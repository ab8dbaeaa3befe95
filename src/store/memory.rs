//! In-memory store
//!
//! Used by tests and by callers that embed the engine next to their own
//! persistence layer.

use crate::error::StoreError;
use crate::store::{AnalyticStore, ObservationSink, ObservationSource, StoreSnapshot};
use crate::types::{AnalyticRecord, ChildId, NewAnalyticRecord, Observation};
use chrono::{DateTime, Utc};
use std::sync::{RwLock, RwLockReadGuard, RwLockWriteGuard};

/// Thread-safe in-memory store
#[derive(Debug, Default)]
pub struct InMemoryStore {
    inner: RwLock<StoreSnapshot>,
}

impl InMemoryStore {
    pub fn new() -> Self {
        Self::default()
    }

    /// Create a store pre-filled with observations
    pub fn with_observations(observations: Vec<Observation>) -> Self {
        Self {
            inner: RwLock::new(StoreSnapshot {
                observations,
                analytics: Vec::new(),
            }),
        }
    }

    /// Copy of the current contents
    pub fn snapshot(&self) -> Result<StoreSnapshot, StoreError> {
        Ok(self.read()?.clone())
    }

    /// Number of analytic records written so far
    pub fn analytic_count(&self) -> Result<usize, StoreError> {
        Ok(self.read()?.analytics.len())
    }

    fn read(&self) -> Result<RwLockReadGuard<'_, StoreSnapshot>, StoreError> {
        self.inner
            .read()
            .map_err(|_| StoreError::Unavailable("in-memory store lock poisoned".to_string()))
    }

    fn write(&self) -> Result<RwLockWriteGuard<'_, StoreSnapshot>, StoreError> {
        self.inner
            .write()
            .map_err(|_| StoreError::Unavailable("in-memory store lock poisoned".to_string()))
    }
}

impl ObservationSource for InMemoryStore {
    fn load_observations(
        &self,
        child_id: &ChildId,
        start: DateTime<Utc>,
        end: DateTime<Utc>,
    ) -> Result<Vec<Observation>, StoreError> {
        Ok(self.read()?.window(child_id, start, end))
    }

    fn observations_for_child(&self, child_id: &ChildId) -> Result<Vec<Observation>, StoreError> {
        Ok(self.read()?.newest_observations(child_id))
    }

    fn child_ids(&self) -> Result<Vec<ChildId>, StoreError> {
        Ok(self.read()?.child_ids())
    }
}

impl ObservationSink for InMemoryStore {
    fn append_observation(&self, observation: Observation) -> Result<Observation, StoreError> {
        Ok(self.write()?.push_observation(observation))
    }
}

impl AnalyticStore for InMemoryStore {
    fn create_analytic_record(
        &self,
        new: NewAnalyticRecord,
    ) -> Result<AnalyticRecord, StoreError> {
        Ok(self.write()?.push_analytic(new))
    }

    fn analytics_for_child(&self, child_id: &ChildId) -> Result<Vec<AnalyticRecord>, StoreError> {
        Ok(self.read()?.history(child_id))
    }
}
//! Error types for Nursery Insight

use thiserror::Error;

/// Errors raised by the persistence collaborators (observation source, analytic sink)
#[derive(Debug, Error)]
pub enum StoreError {
    #[error("Store I/O failure: {0}")]
    Io(#[from] std::io::Error),

    #[error("Store data is not valid JSON: {0}")]
    Json(#[from] serde_json::Error),

    #[error("Store unavailable: {0}")]
    Unavailable(String),
}

/// Reasons an observation draft is rejected before it reaches the journal
#[derive(Debug, Clone, PartialEq, Eq, Error)]
pub enum ObservationError {
    #[error("Observation category must not be empty")]
    EmptyCategory,

    #[error("Observation intensity must be between 1 and 5, got {0}")]
    IntensityOutOfRange(i32),

    #[error("Child identifier must not be empty")]
    MissingChild,
}

/// Errors that can occur while running an analysis
#[derive(Debug, Error)]
pub enum AnalysisError {
    /// Reading observations failed; nothing was persisted.
    #[error("Failed to load observations: {0}")]
    Load(#[source] StoreError),

    /// Writing the analytic record failed; the computed summary is discarded.
    #[error("Failed to persist analytic record: {0}")]
    Persist(#[source] StoreError),

    #[error("Failed to record observation: {0}")]
    Record(#[source] StoreError),

    #[error("Failed to read analytics history: {0}")]
    History(#[source] StoreError),

    #[error("Invalid observation: {0}")]
    InvalidObservation(#[from] ObservationError),

    #[error("Invalid JSON: {0}")]
    JsonError(#[from] serde_json::Error),
}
·····
> **Assigned task**:
Beginning with the very first line of the material above, give each line again exactly, ending with the line that contains "pre-filled with observations".

> **Solution**:
repository ab8dbaeaa3befe95
filename src/store/memory.rs
//! In-memory store
//!
//! Used by tests and by callers that embed the engine next to their own
//! persistence layer.

use crate::error::StoreError;
use crate::store::{AnalyticStore, ObservationSink, ObservationSource, StoreSnapshot};
use crate::types::{AnalyticRecord, ChildId, NewAnalyticRecord, Observation};
use chrono::{DateTime, Utc};
use std::sync::{RwLock, RwLockReadGuard, RwLockWriteGuard};

/// Thread-safe in-memory store
#[derive(Debug, Default)]
pub struct InMemoryStore {
    inner: RwLock<StoreSnapshot>,
}

impl InMemoryStore {
    pub fn new() -> Self {
        Self::default()
    }

    /// Create a store pre-filled with observations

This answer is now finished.